§ Brief
Say how many lines of the listing below contain "count", giving the number and nothing else.

§ Data to examine
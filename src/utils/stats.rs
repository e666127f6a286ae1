use num_traits::{real::Real, Zero};
use serde::{Deserialize, Serialize};
use std::iter::{Extend, FromIterator};

/// Online mean and variance calculation using Welford's Algorithm
#[derive(Debug, Copy, Clone, PartialEq, Eq, Hash, Serialize, Deserialize)]
pub struct OnlineMeanVariance<T> {
    mean: T,
    squared_residual_sum: T,
    count: u64,
}

impl<T: Zero> Default for OnlineMeanVariance<T> {
    fn default() -> Self {
        Self {
            mean: T::zero(),
            squared_residual_sum: T::zero(),
            count: 0,
        }
    }
}

impl<T: Copy> OnlineMeanVariance<T> {
    /// The mean of all accumulated values.
    pub const fn mean(&self) -> T {
        self.mean
    }

    /// The number of accumulated values.
    pub const fn count(&self) -> u64 {
        self.count
    }
}

impl<T: Real> OnlineMeanVariance<T> {
    /// The (population) variance of all accumulated values.
    ///
    /// One if no values have been accumulated.
    pub fn variance(&self) -> T {
        match T::from(self.count) {
            Some(n) if self.count > 0 => self.squared_residual_sum / n,
            _ => T::one(),
        }
    }

    /// The (population) standard deviation of all accumulated values.
    pub fn stddev(&self) -> T {
        self.variance().sqrt()
    }

    /// Add a new value to the calculation.
    pub fn push(&mut self, value: T) {
        let residual_pre = value - self.mean;
        self.count += 1;
        // u64 -> float conversion never fails for the float types
        let n = T::from(self.count).unwrap_or_else(T::one);
        self.mean = self.mean + residual_pre / n;
        let residual_post = value - self.mean;
        self.squared_residual_sum = self.squared_residual_sum + residual_pre * residual_post;
    }
}

impl<T: Real> Extend<T> for OnlineMeanVariance<T> {
    fn extend<I>(&mut self, iter: I)
    where
        I: IntoIterator<Item = T>,
    {
        for value in iter {
            self.push(value)
        }
    }
}

impl<T: Real> FromIterator<T> for OnlineMeanVariance<T> {
    fn from_iter<I>(iter: I) -> Self
    where
        I: IntoIterator<Item = T>,
    {
        let mut s = Self::default();
        s.extend(iter);
        s
    }
}

#[cfg(test)]
mod tests {
    use super::*;

    #[test]
    fn collect_f64() {
        let stats: OnlineMeanVariance<f64> = [1.0, 2.0, 3.0, 4.0].into_iter().collect();
        assert!((stats.mean() - 2.5).abs() < 1e-8);
        assert!((stats.variance() - 1.25).abs() < 1e-8);
        assert_eq!(stats.count(), 4);
    }

    #[test]
    fn empty_has_unit_variance() {
        let stats = OnlineMeanVariance::<f32>::default();
        assert_eq!(stats.mean(), 0.0);
        assert_eq!(stats.variance(), 1.0);
    }

    #[test]
    fn serde_round_trip_continues_accumulating() {
        let mut stats: OnlineMeanVariance<f64> = [1.0, 2.0].into_iter().collect();
        let json = serde_json::to_string(&stats).unwrap();
        let mut restored: OnlineMeanVariance<f64> = serde_json::from_str(&json).unwrap();
        stats.push(6.0);
        restored.push(6.0);
        assert_eq!(stats, restored);
    }
}
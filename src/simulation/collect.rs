//! Rollout collection
use crate::buffers::{RolloutBuffer, Transition};
use crate::envs::{Environment, VecEnv};
use crate::logging::StatsLogger;
use crate::torch::ActorVCritic;
use crate::utils::RecencyWindow;
use crate::{Prng, TrainError};
use tch::{Device, Tensor};

/// Number of recent episodes averaged in the episode metrics.
pub const EPISODE_WINDOW: usize = 20;

/// How the path of a slot ended at a boundary.
#[derive(Debug, Clone, Copy, PartialEq, Eq, Hash)]
pub enum PathEnd {
    /// The episode reached a terminal state.
    Terminated,
    /// The episode was cut off; the final observation has a value.
    Truncated,
    /// The epoch ended mid-episode.
    EpochEnd,
}

impl PathEnd {
    /// Classify a slot after a step. `None` if the path continues.
    pub const fn classify(terminated: bool, truncated: bool, epoch_end: bool) -> Option<Self> {
        if terminated {
            Some(Self::Terminated)
        } else if truncated {
            Some(Self::Truncated)
        } else if epoch_end {
            Some(Self::EpochEnd)
        } else {
            None
        }
    }

    /// Whether the episode itself ended (not just the epoch).
    pub const fn is_episode_end(self) -> bool {
        matches!(self, Self::Terminated | Self::Truncated)
    }
}

/// Summary of one epoch of collection.
#[derive(Debug, Default, Clone, Copy, PartialEq, Eq)]
pub struct CollectSummary {
    /// Environment steps summed over all slots.
    pub steps: usize,
    /// Number of episodes that ended.
    pub episodes: usize,
    /// Number of paths closed in the buffer.
    pub paths: usize,
}

/// Fills a rollout buffer from a vectorized environment with the current policy.
///
/// Tracks the running return, cost and length of each slot's episode. When an episode ends
/// its totals are pushed into recency windows whose means are stored as
/// `Metrics/{EpRet,EpCost,EpLen}`.
#[derive(Debug)]
pub struct RolloutCollector {
    local_steps_per_epoch: usize,
    observation_dim: usize,
    /// Current observations, row-major `[num_envs, observation_dim]`.
    observations: Vec<f32>,
    episode_returns: Vec<f64>,
    episode_costs: Vec<f64>,
    episode_lengths: Vec<u64>,
    return_window: RecencyWindow,
    cost_window: RecencyWindow,
    length_window: RecencyWindow,
}

impl RolloutCollector {
    /// Reset `env` and prepare to collect `local_steps_per_epoch` steps per slot each epoch.
    pub fn new<E: Environment>(
        env: &mut VecEnv<E>,
        local_steps_per_epoch: usize,
        rng: &mut Prng,
    ) -> Self {
        let num_envs = env.num_envs();
        Self {
            local_steps_per_epoch,
            observation_dim: env.observation_dim(),
            observations: env.reset(rng),
            episode_returns: vec![0.0; num_envs],
            episode_costs: vec![0.0; num_envs],
            episode_lengths: vec![0; num_envs],
            return_window: RecencyWindow::new(EPISODE_WINDOW),
            cost_window: RecencyWindow::new(EPISODE_WINDOW),
            length_window: RecencyWindow::new(EPISODE_WINDOW),
        }
    }

    pub const fn local_steps_per_epoch(&self) -> usize {
        self.local_steps_per_epoch
    }

    /// Mean return of the recent episodes.
    pub fn mean_return(&self) -> Option<f64> {
        self.return_window.mean()
    }

    /// Collect one epoch of data into `buffer`.
    ///
    /// Every slot's path is closed at the end of the epoch and at every episode end.
    pub fn collect<E, B, L>(
        &mut self,
        env: &mut VecEnv<E>,
        policy: &ActorVCritic,
        buffer: &mut B,
        logger: &mut L,
        rng: &mut Prng,
    ) -> Result<CollectSummary, TrainError>
    where
        E: Environment,
        B: RolloutBuffer + ?Sized,
        L: StatsLogger + ?Sized,
    {
        let num_envs = env.num_envs();
        let action_dim = env.action_dim();
        let device = policy.device();
        let mut summary = CollectSummary::default();

        for t in 0..self.local_steps_per_epoch {
            let observations = Tensor::of_slice(&self.observations)
                .f_reshape(&[num_envs as i64, self.observation_dim as i64])?
                .f_to_device(device)?;
            let policy_step = policy.step(&observations, false, rng);
            let actions = to_vec(&policy_step.actions)?;
            let log_probs = to_vec(&policy_step.log_probs)?;
            let values_r = to_vec(&policy_step.values_r)?;
            let values_c = to_vec(&policy_step.values_c)?;

            let vec_step = env.step(&actions, rng)?;
            summary.steps += num_envs;

            for slot in 0..num_envs {
                buffer.store(
                    slot,
                    Transition {
                        observation: self.observation(slot).to_vec(),
                        action: actions[slot * action_dim..(slot + 1) * action_dim].to_vec(),
                        reward: vec_step.rewards[slot],
                        cost: vec_step.costs[slot],
                        value_r: values_r[slot].into(),
                        value_c: values_c[slot].into(),
                        log_prob: log_probs[slot].into(),
                    },
                )?;
                self.episode_returns[slot] += vec_step.rewards[slot];
                self.episode_costs[slot] += vec_step.costs[slot];
                self.episode_lengths[slot] += 1;
            }
            self.observations.clone_from(&vec_step.observations);

            let epoch_end = t + 1 >= self.local_steps_per_epoch;
            for slot in 0..num_envs {
                let end = match PathEnd::classify(
                    vec_step.terminated[slot],
                    vec_step.truncated[slot],
                    epoch_end,
                ) {
                    Some(end) => end,
                    None => continue,
                };
                let (last_value_r, last_value_c) = path_end_values(
                    policy,
                    end,
                    vec_step.final_observations[slot].as_deref(),
                    self.observation(slot),
                );
                if end.is_episode_end() {
                    self.end_episode(slot, logger);
                    summary.episodes += 1;
                }
                buffer.finish_path(last_value_r, last_value_c, slot)?;
                summary.paths += 1;
            }
        }
        Ok(summary)
    }

    fn observation(&self, slot: usize) -> &[f32] {
        &self.observations[slot * self.observation_dim..(slot + 1) * self.observation_dim]
    }

    fn end_episode<L: StatsLogger + ?Sized>(&mut self, slot: usize, logger: &mut L) {
        self.return_window.push(self.episode_returns[slot]);
        self.cost_window.push(self.episode_costs[slot]);
        self.length_window.push(self.episode_lengths[slot] as f64);
        for (key, window) in [
            ("Metrics/EpRet", &self.return_window),
            ("Metrics/EpCost", &self.cost_window),
            ("Metrics/EpLen", &self.length_window),
        ] {
            if let Some(mean) = window.mean() {
                logger.store(key, mean);
            }
        }
        self.episode_returns[slot] = 0.0;
        self.episode_costs[slot] = 0.0;
        self.episode_lengths[slot] = 0;
    }
}

/// Flattened contents of a float tensor.
fn to_vec(tensor: &Tensor) -> Result<Vec<f32>, tch::TchError> {
    let flat = tensor.f_flatten(0, -1)?.f_to_device(Device::Cpu)?;
    Ok(Vec::<f32>::from(&flat))
}

/// Reward and cost values that close a path.
///
/// Zero after termination. After truncation the critics evaluate the final observation, or a
/// zero vector if the environment did not supply one. At the end of an epoch they evaluate the
/// current observation.
fn path_end_values(
    policy: &ActorVCritic,
    end: PathEnd,
    final_observation: Option<&[f32]>,
    observation: &[f32],
) -> (f64, f64) {
    match end {
        PathEnd::Terminated => (0.0, 0.0),
        PathEnd::Truncated => match final_observation {
            Some(final_observation) => policy.bootstrap_values(final_observation),
            None => {
                log::warn!("path truncated without a final observation");
                policy.bootstrap_values(&vec![0.0; observation.len()])
            }
        },
        PathEnd::EpochEnd => policy.bootstrap_values(observation),
    }
}
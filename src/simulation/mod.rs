//! Rollout collection, evaluation and the training loop
mod collect;
mod evaluate;
mod train;

pub use collect::{CollectSummary, PathEnd, RolloutCollector, EPISODE_WINDOW};
pub use evaluate::{EpisodeTotals, EvalProbe, Evaluator, EVAL_WINDOW};
pub use train::{run_dir, TrainSummary, Trainer, ALGO_NAME, TASK_NAME};
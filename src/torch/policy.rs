//! Gaussian actor with reward and cost critics
use super::distributions::DiagGaussian;
use super::modules::{Mlp, MlpConfig};
use super::params::ParamSet;
use crate::Prng;
use std::fmt;
use std::path::Path;
use tch::{
    nn::{Init, VarStore},
    Device, TchError, Tensor,
};

/// Initial log standard deviation of the action distribution.
const INITIAL_LOG_STD: f64 = -0.5;

/// Output of [`ActorVCritic::step`] for a batch of observations.
#[derive(Debug)]
pub struct PolicyStep {
    /// `[BATCH_SHAPE.., action_dim]`
    pub actions: Tensor,
    /// `[BATCH_SHAPE..]` log probabilities of `actions`.
    pub log_probs: Tensor,
    /// `[BATCH_SHAPE..]` reward critic values.
    pub values_r: Tensor,
    /// `[BATCH_SHAPE..]` cost critic values.
    pub values_c: Tensor,
}

/// Stochastic Gaussian actor with a state-independent standard deviation together with
/// separate reward and cost state value critics.
///
/// Each of the three networks has its own variable store so that each can be given its own
/// optimizer.
pub struct ActorVCritic {
    actor_vs: VarStore,
    reward_critic_vs: VarStore,
    cost_critic_vs: VarStore,
    mean_fn: Mlp,
    log_std: Tensor,
    reward_critic: Mlp,
    cost_critic: Mlp,
    observation_dim: usize,
    action_dim: usize,
}

impl fmt::Debug for ActorVCritic {
    fn fmt(&self, f: &mut fmt::Formatter) -> fmt::Result {
        f.debug_struct("ActorVCritic")
            .field("observation_dim", &self.observation_dim)
            .field("action_dim", &self.action_dim)
            .field("mean_fn", &self.mean_fn)
            .field("reward_critic", &self.reward_critic)
            .field("cost_critic", &self.cost_critic)
            .finish()
    }
}

impl ActorVCritic {
    pub fn new(
        observation_dim: usize,
        action_dim: usize,
        hidden_sizes: &[usize],
        device: Device,
    ) -> Self {
        let config = MlpConfig {
            hidden_sizes: hidden_sizes.to_vec(),
            ..MlpConfig::default()
        };

        let actor_vs = VarStore::new(device);
        let mean_fn = config.build_module(&(&actor_vs.root() / "mean"), observation_dim, action_dim);
        let log_std = actor_vs.root().var(
            "log_std",
            &[action_dim as i64],
            Init::Const(INITIAL_LOG_STD),
        );

        let reward_critic_vs = VarStore::new(device);
        let reward_critic = config.build_module(&reward_critic_vs.root(), observation_dim, 1);
        let cost_critic_vs = VarStore::new(device);
        let cost_critic = config.build_module(&cost_critic_vs.root(), observation_dim, 1);

        Self {
            actor_vs,
            reward_critic_vs,
            cost_critic_vs,
            mean_fn,
            log_std,
            reward_critic,
            cost_critic,
            observation_dim,
            action_dim,
        }
    }

    pub const fn observation_dim(&self) -> usize {
        self.observation_dim
    }

    pub const fn action_dim(&self) -> usize {
        self.action_dim
    }

    pub fn device(&self) -> Device {
        self.actor_vs.device()
    }

    /// Action distribution given observations of shape `[BATCH_SHAPE.., observation_dim]`.
    pub fn actor(&self, observations: &Tensor) -> DiagGaussian {
        DiagGaussian::new(
            self.mean_fn.forward(observations),
            self.log_std.shallow_clone(),
        )
    }

    /// Reward critic state values, with the trailing unit dimension removed.
    pub fn reward_values(&self, observations: &Tensor) -> Tensor {
        self.reward_critic.forward(observations).squeeze_dim(-1)
    }

    /// Cost critic state values, with the trailing unit dimension removed.
    pub fn cost_values(&self, observations: &Tensor) -> Tensor {
        self.cost_critic.forward(observations).squeeze_dim(-1)
    }

    /// Select actions without tracking gradients.
    ///
    /// Deterministic selection takes the distribution mode; otherwise actions are sampled with
    /// noise drawn from `rng`.
    pub fn step(&self, observations: &Tensor, deterministic: bool, rng: &mut Prng) -> PolicyStep {
        let _no_grad = tch::no_grad_guard();
        let distribution = self.actor(observations);
        let actions = if deterministic {
            distribution.mode()
        } else {
            distribution.sample(rng)
        };
        let log_probs = distribution.log_prob(&actions);
        PolicyStep {
            actions,
            log_probs,
            values_r: self.reward_values(observations),
            values_c: self.cost_values(observations),
        }
    }

    /// Critic values of one observation vector without tracking gradients.
    pub fn bootstrap_values(&self, observation: &[f32]) -> (f64, f64) {
        let _no_grad = tch::no_grad_guard();
        let observation = Tensor::of_slice(observation).to_device(self.device());
        (
            f64::from(self.reward_values(&observation)),
            f64::from(self.cost_values(&observation)),
        )
    }

    /// Ordered registry of the actor parameters.
    pub fn actor_params(&self) -> ParamSet {
        ParamSet::from_var_store(&self.actor_vs)
    }

    pub fn reward_critic_params(&self) -> ParamSet {
        ParamSet::from_var_store(&self.reward_critic_vs)
    }

    pub fn cost_critic_params(&self) -> ParamSet {
        ParamSet::from_var_store(&self.cost_critic_vs)
    }

    pub const fn actor_var_store(&self) -> &VarStore {
        &self.actor_vs
    }

    pub const fn reward_critic_var_store(&self) -> &VarStore {
        &self.reward_critic_vs
    }

    pub const fn cost_critic_var_store(&self) -> &VarStore {
        &self.cost_critic_vs
    }

    /// Save the actor variables.
    pub fn save_actor<P: AsRef<Path>>(&self, path: P) -> Result<(), TchError> {
        self.actor_vs.save(path)
    }

    /// Load actor variables saved with [`save_actor`](Self::save_actor).
    pub fn load_actor<P: AsRef<Path>>(&mut self, path: P) -> Result<(), TchError> {
        self.actor_vs.load(path)
    }
}

#[cfg(test)]
mod tests {
    use super::*;
    use rand::SeedableRng;
    use rstest::{fixture, rstest};
    use tch::Kind;

    #[fixture]
    fn policy() -> ActorVCritic {
        tch::manual_seed(0);
        ActorVCritic::new(3, 2, &[8], Device::Cpu)
    }

    #[rstest]
    fn step_shapes(policy: ActorVCritic) {
        let obs = Tensor::zeros(&[5, 3], (Kind::Float, Device::Cpu));
        let step = policy.step(&obs, false, &mut Prng::seed_from_u64(0));
        assert_eq!(step.actions.size(), vec![5, 2]);
        assert_eq!(step.log_probs.size(), vec![5]);
        assert_eq!(step.values_r.size(), vec![5]);
        assert_eq!(step.values_c.size(), vec![5]);
        assert!(!step.log_probs.requires_grad());
    }

    #[rstest]
    fn deterministic_step_is_mean(policy: ActorVCritic) {
        let obs = Tensor::ones(&[3], (Kind::Float, Device::Cpu));
        let mut rng = Prng::seed_from_u64(0);
        let a = policy.step(&obs, true, &mut rng);
        let b = policy.step(&obs, true, &mut rng);
        assert_eq!(a.actions, b.actions);
        assert_eq!(a.actions, policy.actor(&obs).mean().detach());
    }

    #[rstest]
    fn actor_params_exclude_critics(policy: ActorVCritic) {
        let names: Vec<_> = policy.actor_params().names().map(String::from).collect();
        assert_eq!(
            names,
            vec![
                "log_std",
                "mean.layer_0.bias",
                "mean.layer_0.weight",
                "mean.layer_1.bias",
                "mean.layer_1.weight"
            ]
        );
        assert_eq!(policy.reward_critic_params().len(), 4);
        assert_eq!(policy.cost_critic_params().len(), 4);
    }

    #[rstest]
    fn log_prob_is_differentiable(policy: ActorVCritic) {
        let obs = Tensor::ones(&[4, 3], (Kind::Float, Device::Cpu));
        let actions = Tensor::zeros(&[4, 2], (Kind::Float, Device::Cpu));
        policy.actor(&obs).log_prob(&actions).sum(Kind::Float).backward();
        for (name, t) in policy.actor_params().iter() {
            assert!(t.grad().defined(), "{} has no gradient", name);
        }
    }

    #[rstest]
    fn bootstrap_matches_batch_values(policy: ActorVCritic) {
        let obs = [0.5f32, -1.0, 2.0];
        let (value_r, value_c) = policy.bootstrap_values(&obs);
        let batch = Tensor::of_slice(&obs).reshape(&[1, 3]);
        let expected_r = f64::from(policy.reward_values(&batch).get(0));
        let expected_c = f64::from(policy.cost_values(&batch).get(0));
        assert!((value_r - expected_r).abs() < 1e-6);
        assert!((value_c - expected_c).abs() < 1e-6);
    }

    #[test]
    fn save_and_load_actor() {
        let dir = tempfile::tempdir().unwrap();
        let path = dir.path().join("actor.pt");
        tch::manual_seed(1);
        let policy = ActorVCritic::new(3, 2, &[4], Device::Cpu);
        policy.save_actor(&path).unwrap();

        tch::manual_seed(2);
        let mut other = ActorVCritic::new(3, 2, &[4], Device::Cpu);
        other.load_actor(&path).unwrap();
        let obs = Tensor::ones(&[3], (Kind::Float, Device::Cpu));
        assert_eq!(
            policy.actor(&obs).mean().detach(),
            other.actor(&obs).mean().detach()
        );
    }
}
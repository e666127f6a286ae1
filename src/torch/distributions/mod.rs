//! Torch statistical distributions
//!
//! These types represent a batch of distributions with arbitrary batch shape.
//! The return values of statistics methods are tensors with the same batch shape.
mod normal;

pub use normal::DiagGaussian;
//! Torch utilities.
use std::borrow::Borrow;
use tch::{Kind, TchError, Tensor};

/// Zero the gradient of a tensor.
pub fn f_zero_grad(x: &Tensor) -> Result<(), TchError> {
    let mut grad = x.f_grad()?;
    if grad.defined() {
        let _ = grad.f_detach_()?;
        let _ = grad.f_zero_()?;
    }
    Ok(())
}

/// Zero the gradients of a set of tensors.
pub fn f_zero_grads<I>(tensors: I) -> Result<(), TchError>
where
    I: IntoIterator,
    <I as IntoIterator>::Item: Borrow<Tensor>,
{
    for t in tensors {
        f_zero_grad(t.borrow())?;
    }
    Ok(())
}

/// Euclidean norm of the concatenated gradients of a set of tensors.
///
/// Tensors without a gradient are skipped.
pub fn f_grad_norm<I>(tensors: I) -> Result<f64, TchError>
where
    I: IntoIterator,
    <I as IntoIterator>::Item: Borrow<Tensor>,
{
    let _no_grad = tch::no_grad_guard();
    let mut squared_sum = 0.0;
    for t in tensors {
        let grad = t.borrow().f_grad()?;
        if grad.defined() {
            let norm = grad.f_norm()?.f_double_value(&[])?;
            squared_sum += norm * norm;
        }
    }
    Ok(squared_sum.sqrt())
}

/// Scale gradients so that their global Euclidean norm is at most `max_norm`.
///
/// Returns the total norm before clipping.
pub fn f_clip_grad_norm(tensors: &[&Tensor], max_norm: f64) -> Result<f64, TchError> {
    let total_norm = f_grad_norm(tensors.iter().copied())?;
    let scale = max_norm / (total_norm + 1e-6);
    if scale < 1.0 {
        let _no_grad = tch::no_grad_guard();
        for t in tensors {
            let mut grad = t.f_grad()?;
            if grad.defined() {
                let scaled = &grad * scale;
                let _ = grad.f_copy_(&scaled)?;
            }
        }
    }
    Ok(total_norm)
}

/// Whether every element of a tensor is finite.
pub fn f_all_finite(x: &Tensor) -> Result<bool, TchError> {
    let finite = x.f_isfinite()?.f_all()?;
    Ok(finite.f_to_kind(Kind::Int64)?.f_int64_value(&[])? != 0)
}

#[cfg(test)]
mod zero_grad {
    use super::*;
    use tch::{Cuda, Device, Kind};

    #[test]
    fn zeros_nonzero_grad() {
        // Work-around for https://github.com/pytorch/pytorch/issues/35736
        Cuda::is_available();

        let mut x = Tensor::zeros(&[3], (Kind::Float, Device::Cpu));
        let _ = x.requires_grad_(true);
        let y = x.sum(Kind::Float);
        y.backward();
        // First verify that the gradient is nonzero
        assert_eq!(x.grad(), Tensor::ones_like(&x));

        f_zero_grad(&x).unwrap();
        assert_eq!(x.grad(), Tensor::zeros_like(&x));
    }

    #[test]
    fn no_grad_ok() {
        let x = Tensor::zeros(&[3], (Kind::Float, Device::Cpu));
        f_zero_grads([&x]).unwrap();
    }
}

§ The answer
9